Where Almond Meringue Cookies Are Usually Served
Almond meringue cookies are commonly found during the holiday season, especially in Germany and other parts of Europe. They are often served at Christmas gatherings, along with other holiday sweets like gingerbread and stollen. These cookies also make a great accompaniment to afternoon tea or coffee, as their light, crispy texture pairs well with warm drinks. In some regions, they are also enjoyed as a gluten-free option, as they contain no flour or wheat.
Interesting Facts About Almond Meringue Cookies
- Almonds have been a favorite nut in European baking for centuries, and their use in meringue cookies reflects their longstanding popularity.
- The word "meringue" is believed to have originated from the Swiss town of Meiringen, where the dessert was first created.

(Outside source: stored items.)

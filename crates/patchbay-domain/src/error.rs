//! Error handling types

use thiserror::Error;

/// Result type alias for operations that can fail
pub type Result<T> = std::result::Result<T, Error>;

/// Main error type for the Patchbay engine
#[derive(Error, Debug)]
pub enum Error {
    /// Malformed capability registration, rejected at the registry boundary
    #[error("Invalid registration: {message}")]
    InvalidRegistration {
        /// Description of what made the registration invalid
        message: String,
    },

    /// Stale provider handle; benign when racing a concurrent removal
    #[error("Unknown handle: {capability}#{registration_id}")]
    UnknownHandle {
        /// Capability type the handle was registered under
        capability: String,
        /// Registration id of the stale handle
        registration_id: u64,
    },

    /// Malformed filter expression
    #[error("Filter syntax error in `{filter}`: {message}")]
    FilterSyntax {
        /// The offending filter text
        filter: String,
        /// Description of the syntax problem
        message: String,
    },

    /// A lifecycle or bind/unbind callback failed
    #[error("Callback `{phase}` failed for component `{component}`: {message}")]
    CallbackFailure {
        /// The component whose callback failed
        component: String,
        /// The lifecycle phase or bind identity that failed
        phase: String,
        /// Failure description reported by the callback
        message: String,
    },

    /// An interceptor failed and was skipped for the recomputation
    #[error("Interceptor `{name}` failed: {message}")]
    Interceptor {
        /// Name the interceptor was registered under
        name: String,
        /// Failure description
        message: String,
    },

    /// Invalid component or dependency declaration
    #[error("Invalid declaration: {message}")]
    Declaration {
        /// Description of the declaration problem
        message: String,
    },

    /// Configuration-related error
    #[error("Configuration error: {message}")]
    Config {
        /// Description of the configuration error
        message: String,
        /// Optional source error
        #[source]
        source: Option<Box<dyn std::error::Error + Send + Sync>>,
    },

    /// No component registered under the given id
    #[error("Component not found: {id}")]
    ComponentNotFound {
        /// The unknown component id
        id: String,
    },

    /// Internal system error
    #[error("Internal error: {message}")]
    Internal {
        /// Description of the internal error
        message: String,
    },
}

impl Error {
    /// Create an invalid registration error
    pub fn invalid_registration<S: Into<String>>(message: S) -> Self {
        Self::InvalidRegistration {
            message: message.into(),
        }
    }

    /// Create an unknown handle error
    pub fn unknown_handle<S: Into<String>>(capability: S, registration_id: u64) -> Self {
        Self::UnknownHandle {
            capability: capability.into(),
            registration_id,
        }
    }

    /// Create a filter syntax error
    pub fn filter_syntax<F: Into<String>, S: Into<String>>(filter: F, message: S) -> Self {
        Self::FilterSyntax {
            filter: filter.into(),
            message: message.into(),
        }
    }

    /// Create a callback failure error
    pub fn callback_failure<C: Into<String>, P: Into<String>, S: Into<String>>(
        component: C,
        phase: P,
        message: S,
    ) -> Self {
        Self::CallbackFailure {
            component: component.into(),
            phase: phase.into(),
            message: message.into(),
        }
    }

    /// Create an interceptor error
    pub fn interceptor<N: Into<String>, S: Into<String>>(name: N, message: S) -> Self {
        Self::Interceptor {
            name: name.into(),
            message: message.into(),
        }
    }

    /// Create a declaration error
    pub fn declaration<S: Into<String>>(message: S) -> Self {
        Self::Declaration {
            message: message.into(),
        }
    }

    /// Create a configuration error (simple)
    pub fn config<S: Into<String>>(message: S) -> Self {
        Self::Config {
            message: message.into(),
            source: None,
        }
    }

    /// Create a configuration error with source
    pub fn config_with_source<S: Into<String>, E: std::error::Error + Send + Sync + 'static>(
        message: S,
        source: E,
    ) -> Self {
        Self::Config {
            message: message.into(),
            source: Some(Box::new(source)),
        }
    }

    /// Create a component not found error
    pub fn component_not_found<S: Into<String>>(id: S) -> Self {
        Self::ComponentNotFound { id: id.into() }
    }

    /// Create an internal error
    pub fn internal<S: Into<String>>(message: S) -> Self {
        Self::Internal {
            message: message.into(),
        }
    }
}

impl From<validator::ValidationErrors> for Error {
    fn from(errors: validator::ValidationErrors) -> Self {
        Self::Declaration {
            message: errors.to_string(),
        }
    }
}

- Almond meringue cookies are sometimes referred to as "cloud cookies" due to their light, airy texture.
- While the base recipe is simple, variations abound. Some bakers add a splash of vanilla or almond extract for added flavor, or top the cookies with chopped almonds for extra crunch.
- These cookies are naturally gluten-free, making them a great choice for those with dietary restrictions.

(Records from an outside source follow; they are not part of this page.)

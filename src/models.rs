use std::fmt;
use std::str::FromStr;

use chrono::{DateTime, Utc};
use clap::ValueEnum;
use serde::{Deserialize, Serialize};
use thiserror::Error;
use uuid::Uuid;

#[derive(Debug, Error, PartialEq, Eq)]
#[error("unknown {kind} '{value}'")]
pub struct ParseEnumError {
    pub kind: &'static str,
    pub value: String,
}

/// Aggregation period a statistic or submission belongs to.
#[derive(Debug, Clone, Copy, PartialEq, Eq, Hash, Serialize, Deserialize, ValueEnum)]
#[serde(rename_all = "lowercase")]
pub enum Timeframe {
    Hour,
    Day,
    Week,
    Month,
}

impl Timeframe {
    pub const ALL: [Timeframe; 4] = [
        Timeframe::Hour,
        Timeframe::Day,
        Timeframe::Week,
        Timeframe::Month,
    ];

    pub fn index(self) -> usize {
        self as usize
    }

    pub fn as_str(self) -> &'static str {
        match self {
            Timeframe::Hour => "hour",
            Timeframe::Day => "day",
            Timeframe::Week => "week",
            Timeframe::Month => "month",
        }
    }

    pub fn label(self) -> &'static str {
        match self {
            Timeframe::Hour => "Last Hour",
            Timeframe::Day => "Today",
            Timeframe::Week => "This Week",
            Timeframe::Month => "This Month",
        }
    }
}

impl fmt::Display for Timeframe {
    fn fmt(&self, f: &mut fmt::Formatter<'_>) -> fmt::Result {
        f.write_str(self.as_str())
    }
}

impl FromStr for Timeframe {
    type Err = ParseEnumError;

    fn from_str(s: &str) -> Result<Self, Self::Err> {
        Timeframe::ALL
            .into_iter()
            .find(|t| t.as_str() == s)
            .ok_or_else(|| ParseEnumError {
                kind: "timeframe",
                value: s.to_string(),
            })
    }
}

/// Delivery transport category.
#[derive(Debug, Clone, Copy, PartialEq, Eq, Hash, Serialize, Deserialize, ValueEnum)]
#[serde(rename_all = "lowercase")]
pub enum Vehicle {
    Bike,
    Ebike,
    Scooter,
    Foot,
    Motor,
    Car,
}

impl Vehicle {
    pub const ALL: [Vehicle; 6] = [
        Vehicle::Bike,
        Vehicle::Ebike,
        Vehicle::Scooter,
        Vehicle::Foot,
        Vehicle::Motor,
        Vehicle::Car,
    ];

    pub fn index(self) -> usize {
        self as usize
    }

    pub fn as_str(self) -> &'static str {
        match self {
            Vehicle::Bike => "bike",
            Vehicle::Ebike => "ebike",
            Vehicle::Scooter => "scooter",
            Vehicle::Foot => "foot",
            Vehicle::Motor => "motor",
            Vehicle::Car => "car",
        }
    }

    pub fn label(self) -> &'static str {
        match self {
            Vehicle::Bike => "Bike",
            Vehicle::Ebike => "Ebike",
            Vehicle::Scooter => "Scooter",
            Vehicle::Foot => "Foot",
            Vehicle::Motor => "Motor",
            Vehicle::Car => "Car",
        }
    }
}

impl fmt::Display for Vehicle {
    fn fmt(&self, f: &mut fmt::Formatter<'_>) -> fmt::Result {
        f.write_str(self.as_str())
    }
}

impl FromStr for Vehicle {
    type Err = ParseEnumError;

    fn from_str(s: &str) -> Result<Self, Self::Err> {
        Vehicle::ALL
            .into_iter()
            .find(|v| v.as_str() == s)
            .ok_or_else(|| ParseEnumError {
                kind: "vehicle",
                value: s.to_string(),
            })
    }
}

/// One platform's baseline figures for a (timeframe, vehicle) bucket.
#[derive(Debug, Clone, PartialEq)]
pub struct AppStatRecord {
    pub app: String,
    pub orders: u32,
    pub avg_pay: f64,
}

/// The slice of a stored submission the stats pipeline reads.
#[derive(Debug, Clone)]
pub struct SubmissionRecord {
    pub app: String,
    pub orders: i64,
    pub earnings: f64,
    pub vehicle: Vehicle,
    pub timeframe: Timeframe,
    pub created_at: Option<DateTime<Utc>>,
}

/// A submission row as the admin panel sees it.
#[derive(Debug, Clone)]
pub struct StoredSubmission {
    pub id: Uuid,
    pub app: String,
    pub orders: i64,
    pub vehicle: Vehicle,
    pub hours_worked: i32,
    pub earnings: f64,
    pub avg_pay: f64,
    pub timeframe: Timeframe,
    pub user_id: Option<String>,
    pub user_email: Option<String>,
    pub created_at: DateTime<Utc>,
    pub verified: bool,
}

/// A validated report ready to be written to storage.
#[derive(Debug, Clone, PartialEq)]
pub struct NewSubmission {
    pub app: String,
    pub orders: i64,
    pub vehicle: Vehicle,
    pub hours_worked: i32,
    pub earnings: f64,
    pub avg_pay: f64,
    pub timeframe: Timeframe,
    pub user_id: Option<String>,
    pub user_email: Option<String>,
}

#[derive(Debug, Clone, Default, PartialEq)]
pub struct AppTotal {
    pub orders: i64,
    pub earnings: f64,
}

#[derive(Debug, Clone, PartialEq, Serialize)]
pub struct MergedRow {
    pub app: String,
    pub orders: i64,
    #[serde(skip_serializing_if = "Option::is_none")]
    pub earnings: Option<f64>,
    pub avg_pay: f64,
}

#[derive(Debug, Clone, PartialEq, Serialize)]
pub struct OrderShare {
    pub app: String,
    pub orders: i64,
    pub share: f64,
}

#[derive(Debug, Clone, PartialEq)]
pub struct AppSuggestion {
    pub app: String,
    pub submitted_by: Option<String>,
    pub notes: String,
}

FAQ about Almond Meringue Cookies Recipe
Comments
Christine Carter
06/01/2023 06:17:39 PM
I have been making this recipe for years, even before discovering this precise version. These cookies are a huge hit with everyone, and I often get requests to make them during the Christmas season. I skip the meringue topping and instead follow my own method of chilling the batter overnight, adding confectioners sugar as needed to roll out the sticky meringue batter and cut out star shapes. This helps create a firmer dough as the sugar mixes in. The process can be quite messy and sticky, and you might feel like it's impossible to roll out and cut the shapes. In such cases, simply add more confectioners sugar and work it in until the dough is manageable. I bake the star-shaped cookies the same way each time, but you could opt to add meringue on top before baking—I prefer to leave them plain as they are already quite sweet. Despite being prone to cracking, these cookies are a crowd pleaser.
Thomas Nelson
12/19/2024 05:36:17 PM
These cookies are incredibly delicious! The aroma of the dough alone took me to cookie paradise before they were even baked! The only thing I can't understand is where the star shape in the picture fits in. Next time, I'll definitely double the recipe.
Jacob Flores
10/10/2022 06:55:48 AM
I used to be scared of making meringues and promised myself I would never try, but when I had leftover egg whites, I decided to give it a shot. I was pleasantly surprised by how simple it was and how delicious the end result turned out to be! I'm excited to make another batch soon - this gluten-free sweet treat has earned a spot on my favorites list.